Your answer should consist of all lines in the listing that hold the word "connection".

##############################

//! HTTP implementation of [`LedgerClient`] for blockchain.info-compatible
//! APIs.
//!
//! Endpoints consumed:
//! - `GET {base}/rawaddr/{address}` — address transaction listing (JSON)
//! - `GET {base}/rawtx/{id}?format=hex` — raw transaction body (plain text)
//! - `GET {base}/block-height/{height}?format=json` — blocks at a height

use std::time::Duration;

use async_trait::async_trait;
use serde::Deserialize;

use txtrail_types::{Address, BlockInfo, TxId, TxSummary};

use crate::{ClientError, LedgerClient};

/// Default timeout for ledger requests.
const DEFAULT_TIMEOUT: Duration = Duration::from_secs(30);

/// Default connection timeout.
const DEFAULT_CONNECT_TIMEOUT: Duration = Duration::from_secs(5);

/// Reqwest-backed ledger client (reusable connection pool).
pub struct HttpLedgerClient {
    http_client: reqwest::Client,
    base_url: String,
}

/// Raw JSON listing from `GET /rawaddr/{address}`. Only the fields the
/// pipeline consumes are modeled; the rest of the payload is ignored.
#[derive(Debug, Deserialize)]
struct AddressResponse {
    txs: Vec<AddressTx>,
}

#[derive(Debug, Deserialize)]
struct AddressTx {
    hash: String,
    /// Absent in the wire JSON while the transaction is unconfirmed; the
    /// source ledger's convention maps that to height 0.
    #[serde(default)]
    block_height: u64,
    #[serde(default)]
    time: u64,
}

/// Raw JSON from `GET /block-height/{height}?format=json`.
#[derive(Debug, Deserialize)]
struct BlockHeightResponse {
    blocks: Vec<BlockEntry>,
}

#[derive(Debug, Deserialize)]
struct BlockEntry {
    hash: String,
    height: u64,
}

impl HttpLedgerClient {
    /// Create a client for the given API base URL with default timeouts.
    pub fn new(base_url: impl Into<String>) -> Self {
        Self::with_timeout(base_url, DEFAULT_TIMEOUT)
    }

    /// Create a client with a custom per-request timeout.
    pub fn with_timeout(base_url: impl Into<String>, timeout: Duration) -> Self {
        let http_client = reqwest::Client::builder()
            .timeout(timeout)
            .connect_timeout(DEFAULT_CONNECT_TIMEOUT)
            .build()
            .unwrap_or_default();
        Self {
            http_client,
            base_url: base_url.into().trim_end_matches('/').to_string(),
        }
    }

    async fn get(&self, url: &str) -> Result<reqwest::Response, ClientError> {
        let response = self.http_client.get(url).send().await.map_err(|e| {
            if e.is_timeout() {
                ClientError::Unreachable(format!("request timed out: {e}"))
            } else if e.is_connect() {
                ClientError::Unreachable(format!("connection failed: {e}"))
            } else {
                ClientError::RequestFailed(e.to_string())
            }
        })?;

        if !response.status().is_success() {
            return Err(ClientError::RequestFailed(format!(
                "HTTP status {}",
                response.status()
            )));
        }
        Ok(response)
    }
}

#[async_trait]
impl LedgerClient for HttpLedgerClient {
    async fn transactions_for_address(
        &self,
        address: &Address,
    ) -> Result<Vec<TxSummary>, ClientError> {
        let url = format!("{}/rawaddr/{}", self.base_url, address);
        let listing: AddressResponse = self.get(&url).await?.json().await.map_err(|e| {
            ClientError::InvalidResponse(format!("failed to parse address listing: {e}"))
        })?;

        Ok(listing
            .txs
            .into_iter()
            .map(|t| TxSummary {
                id: TxId::new(t.hash),
                block_height: t.block_height,
                time: t.time,
            })
            .collect())
    }

    async fn raw_transaction(&self, id: &TxId) -> Result<String, ClientError> {
        let url = format!("{}/rawtx/{}?format=hex", self.base_url, id);
        self.get(&url)
            .await?
            .text()
            .await
            .map_err(|e| ClientError::InvalidResponse(format!("failed to read raw body: {e}")))
    }

    async fn blocks_at_height(&self, height: u64) -> Result<Vec<BlockInfo>, ClientError> {
        let url = format!("{}/block-height/{}?format=json", self.base_url, height);
        let resp: BlockHeightResponse = self.get(&url).await?.json().await.map_err(|e| {
            ClientError::InvalidResponse(format!("failed to parse block listing: {e}"))
        })?;

        Ok(resp
            .blocks
            .into_iter()
            .map(|b| BlockInfo {
                hash: b.hash,
                height: b.height,
            })
            .collect())
    }
}

#[cfg(test)]
mod tests {
    use super::*;

    #[test]
    fn address_listing_parses_confirmed_and_unconfirmed() {
        let json = r#"{
            "address": "1A1zP1eP5QGefi2DMPTfTL5SLmv7DivfNa",
            "txs": [
                {"hash": "tx1", "time": 1600000000},
                {"hash": "tx2", "block_height": 100, "time": 1600000100}
            ]
        }"#;
        let listing: AddressResponse = serde_json::from_str(json).unwrap();
        assert_eq!(listing.txs.len(), 2);
        assert_eq!(listing.txs[0].block_height, 0);
        assert_eq!(listing.txs[1].block_height, 100);
        assert_eq!(listing.txs[1].hash, "tx2");
    }

    #[test]
    fn block_height_listing_parses_fork_candidates() {
        let json = r#"{
            "blocks": [
                {"hash": "abc", "height": 100, "time": 1600000100},
                {"hash": "def", "height": 100, "time": 1600000101}
            ]
        }"#;
        let resp: BlockHeightResponse = serde_json::from_str(json).unwrap();
        assert_eq!(resp.blocks.len(), 2);
        assert_eq!(resp.blocks[0].hash, "abc");
        assert_eq!(resp.blocks[1].height, 100);
    }

    #[test]
    fn base_url_trailing_slash_is_normalized() {
        let client = HttpLedgerClient::new("https://ledger.example/");
        assert_eq!(client.base_url, "https://ledger.example");
    }
}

##############################

## [Final answer]
/// Default connection timeout.
/// Reqwest-backed ledger client (reusable connection pool).
                ClientError::Unreachable(format!("connection failed: {e}"))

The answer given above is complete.